Compute an internal content hash of large files using hash-of-hashes
Open, WishlistPublic
Actions

Assigned To

None

Authored By

	epriestley
	Apr 27 2020, 2:47 PM

Description

See PHI1708. Currently, only text changes can generate an "effect hash" for changesets in Differential.

For binary changes (like images), we can reasonably use a content hash of the new state as an effect hash.

However, we don't currently compute a usable content hash for files larger than one chunk. The "contentHash" property is randomly generated for chunked files, and not reflective of the file content.

Since we may receive large files as a series of out-of-order chunks (e.g., a 10GB file arriving as 2,500 x 4MB chunks) there's currently no place we can pipe the entire content of the file through a hash algorithm to compute a well-known hash (like SHA256).

We could do this in the daemons, but it's not clear that doing an extra 10GB of I/O after uploading a 10GB chunked file is terribly useful. We'd also have to wait for the daemons to actually do this I/O and compute the hash before we could use it as a content hash.

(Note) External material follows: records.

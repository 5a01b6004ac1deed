//! Log setup: a per-session file under the platform cache dir, plus stderr.

use std::path::PathBuf;

use anyhow::Result;
use tracing_appender::non_blocking::WorkerGuard;
use tracing_subscriber::layer::SubscriberExt;
use tracing_subscriber::util::SubscriberInitExt;

/// Install the global subscriber.
///
/// The returned guard flushes the file writer on drop; keep it alive for the
/// life of the process.
pub fn setup_logging(session_id: Option<String>, stderr: bool) -> Result<WorkerGuard> {
    let session_id =
        session_id.unwrap_or_else(|| format!("session_{}", chrono::Utc::now().timestamp()));

    let session_log_dir = log_directory().join(&session_id);
    std::fs::create_dir_all(&session_log_dir)?;

    let file_appender = tracing_appender::rolling::never(&session_log_dir, "client.log");
    let (non_blocking_file, guard) = tracing_appender::non_blocking(file_appender);

    let env_filter = tracing_subscriber::EnvFilter::try_from_default_env()
        .unwrap_or_else(|_| tracing_subscriber::EnvFilter::new("info"));

    // ANSI in the file keeps colors when tailing.
    let file_layer = tracing_subscriber::fmt::layer()
        .with_writer(non_blocking_file)
        .with_ansi(true);

    let stderr_layer = stderr.then(|| {
        tracing_subscriber::fmt::layer()
            .with_writer(std::io::stderr)
            .with_target(false)
    });

    tracing_subscriber::registry()
        .with(env_filter)
        .with(file_layer)
        .with(stderr_layer)
        .init();

    tracing::info!("Logging initialized: session={}", session_id);
    tracing::info!("Log file: {}/client.log", session_log_dir.display());

    Ok(guard)
}

/// Platform cache dir, e.g. `~/.cache/loot-survivor/logs` on Linux.
fn log_directory() -> PathBuf {
    directories::ProjectDirs::from("", "", "loot-survivor")
        .map(|dirs| dirs.cache_dir().to_path_buf())
        .unwrap_or_else(|| PathBuf::from("/tmp/loot-survivor"))
        .join("logs")
}
//! Header bar.

use std::time::Duration;

use chrono::{DateTime, Utc};
use client_indexer::QueryStore;
use survivor_core::Adventurer;

use crate::format::{display_address, format_lords};
use crate::state::{AccountState, UiState};

pub const MINT_LABEL: &str = "Mint Lords";
pub const CONNECT_LABEL: &str = "Connect";

/// Seconds until the idle penalty applies.
#[derive(Clone, Debug, PartialEq, Eq)]
pub struct PenaltyCountdown {
    pub seconds_left: u64,
    /// The read model is refreshing; the countdown may jump.
    pub refreshing: bool,
}

impl PenaltyCountdown {
    pub fn expired(&self) -> bool {
        self.seconds_left == 0
    }
}

#[derive(Clone, Debug, PartialEq, Eq)]
pub struct ArcadeButton {
    pub disabled: bool,
    /// Pulse to invite creating an arcade account.
    pub pulse: bool,
    /// The connected account is an arcade account.
    pub is_arcade: bool,
}

#[derive(Clone, Debug, PartialEq, Eq)]
pub struct CartButton {
    /// The cart holds calls.
    pub highlighted: bool,
    pub calls: usize,
    pub open: bool,
}

#[derive(Clone, Debug, PartialEq, Eq)]
pub struct HeaderView {
    pub penalty: Option<PenaltyCountdown>,
    pub lords_label: String,
    pub arcade: ArcadeButton,
    pub muted: bool,
    /// Only shown with a connected account.
    pub cart: Option<CartButton>,
    /// Only shown with a connected account.
    pub ledger_label: Option<&'static str>,
    pub account_label: String,
}

/// Everything the header reads.
pub struct HeaderInput<'a> {
    pub adventurer: &'a Adventurer,
    pub store: &'a QueryStore,
    pub ui: &'a UiState,
    pub account: &'a AccountState,
    pub cart_len: usize,
    pub idle_penalty: Duration,
    pub now: DateTime<Utc>,
}

impl HeaderView {
    pub fn build(input: HeaderInput<'_>) -> Self {
        let HeaderInput {
            adventurer,
            store,
            ui,
            account,
            cart_len,
            idle_penalty,
            now,
        } = input;

        let connected = account.is_connected();
        let is_arcade = account.is_arcade();

        let penalty = (!adventurer.is_null())
            .then(|| penalty_countdown(store, idle_penalty, now))
            .flatten();

        let lords_label = if ui.hover_mint {
            MINT_LABEL.to_string()
        } else {
            format_lords(account.lords_balance)
        };

        Self {
            penalty,
            lords_label,
            arcade: ArcadeButton {
                disabled: account.wrong_network || !connected,
                pulse: !is_arcade,
                is_arcade,
            },
            muted: ui.muted,
            cart: connected.then_some(CartButton {
                highlighted: cart_len > 0,
                calls: cart_len,
                open: ui.display_cart,
            }),
            ledger_label: connected.then_some(if ui.display_history {
                "Hide Ledger"
            } else {
                "Show Ledger"
            }),
            account_label: account
                .address()
                .map(|address| display_address(address.as_str()))
                .unwrap_or_else(|| CONNECT_LABEL.to_string()),
        }
    }
}

/// Countdown from the most recent discovery or battle of any kind.
fn penalty_countdown(
    store: &QueryStore,
    idle_penalty: Duration,
    now: DateTime<Utc>,
) -> Option<PenaltyCountdown> {
    let last_discovery = store.latest_discovery().timestamp;
    let last_battle = store.last_battle().and_then(|battle| battle.timestamp);
    let last_activity = last_discovery.max(last_battle)?;

    let idle_penalty = chrono::Duration::from_std(idle_penalty).ok()?;
    let remaining = (last_activity + idle_penalty - now).num_seconds().max(0);

    Some(PenaltyCountdown {
        seconds_left: remaining as u64,
        refreshing: store.is_loading(),
    })
}
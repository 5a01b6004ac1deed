//! Plain-text rendering of the view models.

use std::fmt::{self, Write};

use client_frontend_core::view_model::{BattleLogView, BeastPanel, ButtonData};
use client_frontend_core::{BeastScreenView, HeaderView, InfoView};

pub fn header(view: &HeaderView) -> String {
    render(|out| write_header(out, view))
}

pub fn info(view: &InfoView) -> String {
    render(|out| write_info(out, view))
}

pub fn beast_screen(view: &BeastScreenView) -> String {
    render(|out| write_beast_screen(out, view))
        .trim_end()
        .to_string()
}

/// Run `write` into a fresh string. Writing to a `String` cannot fail.
fn render(write: impl FnOnce(&mut String) -> fmt::Result) -> String {
    let mut out = String::new();
    if write(&mut out).is_err() {
        tracing::warn!("Rendering was cut short");
    }
    out
}

fn write_header(out: &mut String, view: &HeaderView) -> fmt::Result {
    write!(out, "[{}]  LORDS {}", view.account_label, view.lords_label)?;
    if let Some(penalty) = &view.penalty {
        let marker = if penalty.refreshing { "~" } else { "" };
        if penalty.expired() {
            write!(out, "  idle penalty: due{marker}")?;
        } else {
            write!(out, "  idle penalty in {}s{marker}", penalty.seconds_left)?;
        }
    }
    if let Some(cart) = &view.cart {
        write!(out, "  cart: {}", cart.calls)?;
    }
    if view.muted {
        out.push_str("  (muted)");
    }
    Ok(())
}

fn write_info(out: &mut String, view: &InfoView) -> fmt::Result {
    let name = if view.name.is_empty() { "-" } else { view.name.as_str() };
    writeln!(
        out,
        "{name}  HP {}  Gold {}  Lvl {} ({}%, {} xp to next)",
        view.health,
        view.gold,
        view.level.level,
        view.level.percent(),
        view.level.xp_to_next()
    )?;

    if view.content_hidden {
        out.push_str("  loading items...\n");
    } else {
        for slot in &view.slots {
            let item = match (&slot.item, slot.tier, slot.greatness) {
                (Some(name), Some(tier), Some(greatness)) => {
                    format!("{name} (T{tier}, G{greatness})")
                }
                (Some(name), ..) => name.clone(),
                _ => "None Equipped".to_string(),
            };
            writeln!(out, "  {:<7} {item}", slot.slot.as_str())?;
        }
    }

    let stats: Vec<String> = view
        .stats
        .iter()
        .map(|row| format!("{} {}", row.label, row.value))
        .collect();
    write!(out, "  {}", stats.join(" | "))
}

fn write_beast_screen(out: &mut String, view: &BeastScreenView) -> fmt::Result {
    match &view.beast {
        BeastPanel::Discovered {
            name,
            health,
            level,
            tier,
        } => writeln!(out, "{name}  HP {health}  Lvl {level}  T{tier}")?,
        BeastPanel::Placeholder(text) => writeln!(out, "{text}")?,
    }

    if view.show_controls {
        writeln!(out, "  Attack: {}", buttons(&view.attack_buttons))?;
        writeln!(out, "  {} {}", view.flee_heading, buttons(&view.flee_buttons))?;
    }

    if view.show_inline_log || view.log_screen_open {
        write_battle_log(out, &view.battle_log)?;
    }
    Ok(())
}

fn buttons(buttons: &[ButtonData]) -> String {
    buttons
        .iter()
        .map(|button| {
            if button.loading {
                format!("[{} ...]", button.label)
            } else if button.disabled {
                format!("({})", button.label)
            } else {
                format!("[{}]", button.label)
            }
        })
        .collect::<Vec<_>>()
        .join(" ")
}

fn write_battle_log(out: &mut String, log: &BattleLogView) -> fmt::Result {
    writeln!(out, "  {}", log.title)?;
    for line in log.lines.iter().take(5) {
        writeln!(out, "    {line}")?;
    }
    Ok(())
}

A more reasonable hash to compute during a chunked file "finalize" step is a hash of all the 4MB chunk content hashes. This only requires us to load 2,500 rows from the database for a 10GB file, which will certainly fit in memory and should compute in a very reasonable amount of time. The only real downsides here are:

third-party clients can't easily compute it for verification; and
the hash is dependent on the chunk size.

Neither of these seem like major issues. "Divide the file into 4MB chunks, hash them, then hash all the hashes" isn't that hard for third-party clients, and there's no obvious need for them to do it anyway. The 4MB chunk size never (or very rarely) needs to be changed.

The steps here are probably:

Can we store this in contentHash? It seems like we should be able to. Otherwise, add a new realContentHashOMEGALUL field.
For files that are not chunked, copy the SHA256 contentHash over.
For other files, when chunks finalize, compute the hash-of-hashes and store it.